- [Task goal] Word for word, transcribe every line below.

- [Source material]
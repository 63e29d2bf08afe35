use axum::{Json, http::StatusCode, response::IntoResponse};
use engine::EngineError;

use serde::Serialize;
pub use server::{run_with_listener, spawn_with_listener};

mod categories;
mod cron;
mod data;
mod server;
mod statistics;
mod subscriptions;
mod transactions;
mod user;

pub enum ServerError {
    Engine(EngineError),
    Generic(String),
    /// Store failure already logged at the boundary; the message is the
    /// generic one shown to the caller.
    Internal(String),
}

#[derive(Serialize)]
struct Error {
    error: String,
}

fn status_for_engine_error(err: &EngineError) -> StatusCode {
    match err {
        EngineError::KeyNotFound(_) => StatusCode::NOT_FOUND,
        EngineError::ExistingKey(_) => StatusCode::CONFLICT,
        EngineError::Database(_) => StatusCode::INTERNAL_SERVER_ERROR,
        EngineError::InvalidInput(_) | EngineError::EmptyImport => {
            StatusCode::UNPROCESSABLE_ENTITY
        }
    }
}

fn message_for_engine_error(err: EngineError) -> String {
    match err {
        EngineError::Database(db_err) => {
            tracing::error!("database error: {db_err}");
            "internal server error".to_string()
        }
        other => other.to_string(),
    }
}

impl IntoResponse for ServerError {
    fn into_response(self) -> axum::response::Response {
        let (status, error) = match self {
            ServerError::Engine(err) => {
                (status_for_engine_error(&err), message_for_engine_error(err))
            }
            ServerError::Generic(err) => (StatusCode::BAD_REQUEST, err),
            ServerError::Internal(err) => (StatusCode::INTERNAL_SERVER_ERROR, err),
        };

        (status, Json(Error { error })).into_response()
    }
}

impl From<EngineError> for ServerError {
    fn from(value: EngineError) -> Self {
        Self::Engine(value)
    }
}

#[cfg(test)]
mod tests {
    use super::*;

    #[test]
    fn engine_not_found_maps_to_404() {
        let res = ServerError::from(EngineError::KeyNotFound("x".to_string())).into_response();
        assert_eq!(res.status(), StatusCode::NOT_FOUND);
    }

    #[test]
    fn engine_conflict_maps_to_409() {
        let res = ServerError::from(EngineError::ExistingKey("x".to_string())).into_response();
        assert_eq!(res.status(), StatusCode::CONFLICT);
    }

    #[test]
    fn engine_validation_maps_to_422() {
        let res = ServerError::from(EngineError::InvalidInput("x".to_string())).into_response();
        assert_eq!(res.status(), StatusCode::UNPROCESSABLE_ENTITY);
    }

    #[test]
    fn empty_import_maps_to_422() {
        let res = ServerError::from(EngineError::EmptyImport).into_response();
        assert_eq!(res.status(), StatusCode::UNPROCESSABLE_ENTITY);
    }

    #[test]
    fn internal_maps_to_500() {
        let res = ServerError::Internal("import failed".to_string()).into_response();
        assert_eq!(res.status(), StatusCode::INTERNAL_SERVER_ERROR);
    }

    #[test]
    fn generic_maps_to_400() {
        let res = ServerError::Generic("bad".to_string()).into_response();
        assert_eq!(res.status(), StatusCode::BAD_REQUEST);
    }
}
//! CSV import and export operations.

use chrono::{NaiveTime, Utc};
use sea_orm::{ActiveValue, QueryFilter, QueryOrder, prelude::*};
use uuid::Uuid;

use crate::{
    Category, ResultEngine, Transaction, categories, export, import, transactions,
};

use super::Engine;

/// Result of a CSV import: rows inserted vs. rows skipped as duplicates.
#[derive(Clone, Copy, Debug, PartialEq, Eq)]
pub struct ImportOutcome {
    pub inserted: usize,
    pub skipped: usize,
}

impl Engine {
    /// Imports CSV text for a user, deduplicating against their existing
    /// transactions. The insert is one bulk operation: all rows commit or
    /// none do.
    ///
    /// The preceding read is not held in a transaction with the insert; two
    /// concurrent imports for the same user can double-insert (accepted
    /// race).
    pub async fn import_csv(&self, user_id: &str, text: &str) -> ResultEngine<ImportOutcome> {
        let existing_models = transactions::Entity::find()
            .filter(transactions::Column::UserId.eq(user_id))
            .all(&self.database)
            .await?;
        let existing: Vec<Transaction> = existing_models
            .into_iter()
            .map(Transaction::try_from)
            .collect::<ResultEngine<_>>()?;
        let directory = self.list_categories(user_id).await?;

        let (records, skipped) = import::reconcile(text, &directory, &existing)?;
        let inserted = records.len();

        if !records.is_empty() {
            let now = Utc::now();
            let models: Vec<transactions::ActiveModel> = records
                .into_iter()
                .map(|record| transactions::ActiveModel {
                    id: ActiveValue::Set(Uuid::new_v4().to_string()),
                    user_id: ActiveValue::Set(user_id.to_string()),
                    amount: ActiveValue::Set(record.amount),
                    description: ActiveValue::Set(record.description),
                    is_expense: ActiveValue::Set(record.is_expense),
                    category: ActiveValue::Set(record.slug),
                    category_id: ActiveValue::Set(record.category_id.map(|id| id.to_string())),
                    date: ActiveValue::Set(record.date.and_time(NaiveTime::MIN).and_utc()),
                    created_at: ActiveValue::Set(now),
                    updated_at: ActiveValue::Set(now),
                })
                .collect();
            transactions::Entity::insert_many(models)
                .exec(&self.database)
                .await?;
        }

        tracing::info!(inserted, skipped, "csv import reconciled");
        Ok(ImportOutcome { inserted, skipped })
    }

    /// Renders a user's transactions (newest first, joined with their
    /// category records) as CSV text.
    pub async fn export_csv(&self, user_id: &str) -> ResultEngine<String> {
        let rows = transactions::Entity::find()
            .filter(transactions::Column::UserId.eq(user_id))
            .order_by_desc(transactions::Column::Date)
            .find_also_related(categories::Entity)
            .all(&self.database)
            .await?;

        let mut pairs = Vec::with_capacity(rows.len());
        for (tx_model, category_model) in rows {
            let tx = Transaction::try_from(tx_model)?;
            let category = category_model.map(Category::try_from).transpose()?;
            pairs.push((tx, category));
        }

        Ok(export::render(&pairs))
    }
}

- [Result of this task]
repository 63e29d2bf08afe35
use axum::{Json, http::StatusCode, response::IntoResponse};
use engine::EngineError;

use serde::Serialize;
pub use server::{run_with_listener, spawn_with_listener};

mod categories;
mod cron;
mod data;
mod server;
mod statistics;
mod subscriptions;
mod transactions;
mod user;

pub enum ServerError {
    Engine(EngineError),
    Generic(String),
    /// Store failure already logged at the boundary; the message is the
    /// generic one shown to the caller.
    Internal(String),
}

#[derive(Serialize)]
struct Error {
    error: String,
}

fn status_for_engine_error(err: &EngineError) -> StatusCode {
    match err {
        EngineError::KeyNotFound(_) => StatusCode::NOT_FOUND,
        EngineError::ExistingKey(_) => StatusCode::CONFLICT,
        EngineError::Database(_) => StatusCode::INTERNAL_SERVER_ERROR,
        EngineError::InvalidInput(_) | EngineError::EmptyImport => {
            StatusCode::UNPROCESSABLE_ENTITY
        }
    }
}

fn message_for_engine_error(err: EngineError) -> String {
    match err {
        EngineError::Database(db_err) => {
            tracing::error!("database error: {db_err}");
            "internal server error".to_string()
        }
        other => other.to_string(),
    }
}

impl IntoResponse for ServerError {
    fn into_response(self) -> axum::response::Response {
        let (status, error) = match self {
            ServerError::Engine(err) => {
                (status_for_engine_error(&err), message_for_engine_error(err))
            }
            ServerError::Generic(err) => (StatusCode::BAD_REQUEST, err),
            ServerError::Internal(err) => (StatusCode::INTERNAL_SERVER_ERROR, err),
        };

        (status, Json(Error { error })).into_response()
    }
}

impl From<EngineError> for ServerError {
    fn from(value: EngineError) -> Self {
        Self::Engine(value)
    }
}

#[cfg(test)]
mod tests {
    use super::*;

    #[test]
    fn engine_not_found_maps_to_404() {
        let res = ServerError::from(EngineError::KeyNotFound("x".to_string())).into_response();
        assert_eq!(res.status(), StatusCode::NOT_FOUND);
    }

    #[test]
    fn engine_conflict_maps_to_409() {
        let res = ServerError::from(EngineError::ExistingKey("x".to_string())).into_response();
        assert_eq!(res.status(), StatusCode::CONFLICT);
    }

    #[test]
    fn engine_validation_maps_to_422() {
        let res = ServerError::from(EngineError::InvalidInput("x".to_string())).into_response();
        assert_eq!(res.status(), StatusCode::UNPROCESSABLE_ENTITY);
    }

    #[test]
    fn empty_import_maps_to_422() {
        let res = ServerError::from(EngineError::EmptyImport).into_response();
        assert_eq!(res.status(), StatusCode::UNPROCESSABLE_ENTITY);
    }

    #[test]
    fn internal_maps_to_500() {
        let res = ServerError::Internal("import failed".to_string()).into_response();
        assert_eq!(res.status(), StatusCode::INTERNAL_SERVER_ERROR);
    }

    #[test]
    fn generic_maps_to_400() {
        let res = ServerError::Generic("bad".to_string()).into_response();
        assert_eq!(res.status(), StatusCode::BAD_REQUEST);
    }
}
//! CSV import and export operations.

use chrono::{NaiveTime, Utc};
use sea_orm::{ActiveValue, QueryFilter, QueryOrder, prelude::*};
use uuid::Uuid;

use crate::{
    Category, ResultEngine, Transaction, categories, export, import, transactions,
};

use super::Engine;

/// Result of a CSV import: rows inserted vs. rows skipped as duplicates.
#[derive(Clone, Copy, Debug, PartialEq, Eq)]
pub struct ImportOutcome {
    pub inserted: usize,
    pub skipped: usize,
}

impl Engine {
    /// Imports CSV text for a user, deduplicating against their existing
    /// transactions. The insert is one bulk operation: all rows commit or
    /// none do.
    ///
    /// The preceding read is not held in a transaction with the insert; two
    /// concurrent imports for the same user can double-insert (accepted
    /// race).
    pub async fn import_csv(&self, user_id: &str, text: &str) -> ResultEngine<ImportOutcome> {
        let existing_models = transactions::Entity::find()
            .filter(transactions::Column::UserId.eq(user_id))
            .all(&self.database)
            .await?;
        let existing: Vec<Transaction> = existing_models
            .into_iter()
            .map(Transaction::try_from)
            .collect::<ResultEngine<_>>()?;
        let directory = self.list_categories(user_id).await?;

        let (records, skipped) = import::reconcile(text, &directory, &existing)?;
        let inserted = records.len();

        if !records.is_empty() {
            let now = Utc::now();
            let models: Vec<transactions::ActiveModel> = records
                .into_iter()
                .map(|record| transactions::ActiveModel {
                    id: ActiveValue::Set(Uuid::new_v4().to_string()),
                    user_id: ActiveValue::Set(user_id.to_string()),
                    amount: ActiveValue::Set(record.amount),
                    description: ActiveValue::Set(record.description),
                    is_expense: ActiveValue::Set(record.is_expense),
                    category: ActiveValue::Set(record.slug),
                    category_id: ActiveValue::Set(record.category_id.map(|id| id.to_string())),
                    date: ActiveValue::Set(record.date.and_time(NaiveTime::MIN).and_utc()),
                    created_at: ActiveValue::Set(now),
                    updated_at: ActiveValue::Set(now),
                })
                .collect();
            transactions::Entity::insert_many(models)
                .exec(&self.database)
                .await?;
        }

        tracing::info!(inserted, skipped, "csv import reconciled");
        Ok(ImportOutcome { inserted, skipped })
    }

    /// Renders a user's transactions (newest first, joined with their
    /// category records) as CSV text.
    pub async fn export_csv(&self, user_id: &str) -> ResultEngine<String> {
        let rows = transactions::Entity::find()
            .filter(transactions::Column::UserId.eq(user_id))
            .order_by_desc(transactions::Column::Date)
            .find_also_related(categories::Entity)
            .all(&self.database)
            .await?;

        let mut pairs = Vec::with_capacity(rows.len());
        for (tx_model, category_model) in rows {
            let tx = Transaction::try_from(tx_model)?;
            let category = category_model.map(Category::try_from).transpose()?;
            pairs.push((tx, category));
        }

        Ok(export::render(&pairs))
    }
}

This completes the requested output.